A volume can be consumed as a “victim of its success” but most volumes in research libraries will be victims of disregard. However, there is an interesting relation between these categories. Over time volumes can migrate from disregard to regard. There are many other factors at work, but passage of time is a significant factor. A 1951 Directory will be disregarded soon after, but then come back to lend context and meaning to a much later Directory.
ReplyDeleteSo here is the curious thing: It appears that time alone is not a simple factor but rather it is the accrual of context and meaning over the cushion of time. It is as if documents were created under one agency for one utility and then became another resource entirely. This is not a very natural process. We expect a component of nature to keep to its familiar behavior.
So to return to a previous discussion of how to distill collections we should factor this strange, unnatural behavior.

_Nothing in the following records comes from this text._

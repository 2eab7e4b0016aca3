use serde::{Deserialize, Serialize};

/// Relationship category of a candidate word.
/// `Other` is the layout bucket for anything the word source left untagged.
#[derive(Debug, Clone, Copy, PartialEq, Eq, Hash, Serialize, Deserialize)]
#[serde(rename_all = "lowercase")]
pub enum Category {
    Synonym,
    Antonym,
    Related,
    Other,
}

impl Category {
    /// Fallback definition text when the word source supplies none.
    pub fn default_definition(&self) -> &'static str {
        match self {
            Category::Synonym => "Synonym",
            Category::Antonym => "Antonym",
            Category::Related | Category::Other => "Related word",
        }
    }
}

/// Lifecycle state of a round.
#[derive(Debug, Clone, Copy, PartialEq, Eq, Serialize, Deserialize)]
#[serde(rename_all = "kebab-case")]
pub enum GameStatus {
    InProgress,
    Won,
    Quit,
}

/// Inert placeholder shown when a fetch returned no words.
pub const NO_WORDS_FOUND: &str = "No words found";
/// Inert placeholder shown when a fetch failed.
pub const ERROR_LOADING_WORDS: &str = "Error loading words";

/// Neutral proximity on the canonical 0.0..=1.0 scale.
/// Presentation maps proximity to percent as `round(p * 100)`.
pub const NEUTRAL_PROXIMITY: f32 = 0.5;

/// A word offered as a next move from the current word.
#[derive(Debug, Clone, PartialEq, Serialize, Deserialize)]
pub struct Candidate {
    pub word: String,
    pub definition: String,
    pub category: Category,
}

impl Candidate {
    pub fn new(word: impl Into<String>, category: Category) -> Self {
        Self {
            word: word.into(),
            definition: category.default_definition().to_string(),
            category,
        }
    }

    pub fn with_definition(mut self, definition: impl Into<String>) -> Self {
        self.definition = definition.into();
        self
    }

    /// Build one of the inert sentinel entries.
    pub fn placeholder(text: &str) -> Self {
        Self {
            word: text.to_string(),
            definition: String::new(),
            category: Category::Synonym,
        }
    }

    /// Placeholders are displayed but never selectable or remembered.
    pub fn is_placeholder(&self) -> bool {
        is_placeholder(&self.word)
    }
}

/// Whether a word is one of the inert sentinel entries.
pub fn is_placeholder(word: &str) -> bool {
    word == NO_WORDS_FOUND || word == ERROR_LOADING_WORDS
}

/// Normalized form used for all word identity checks and table keys.
pub fn normalize(word: &str) -> String {
    word.trim().to_lowercase()
}

/// Case-insensitive word equality.
pub fn words_match(a: &str, b: &str) -> bool {
    normalize(a) == normalize(b)
}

Thanks Gary. I think the move over time from ubiquity to scarcity is also at play here. A volume which can now only be found in a few select collections becomes a different thing than when the volume was abundant.
DeleteYour comment about the accrual of context and meaning over time made me take note that I never get calls offering our library 10 year-old newspapers, but I do get calls offering 100 year-old newspapers. 10 year-old newspapers just haven't accrued enough to be seen as valuable.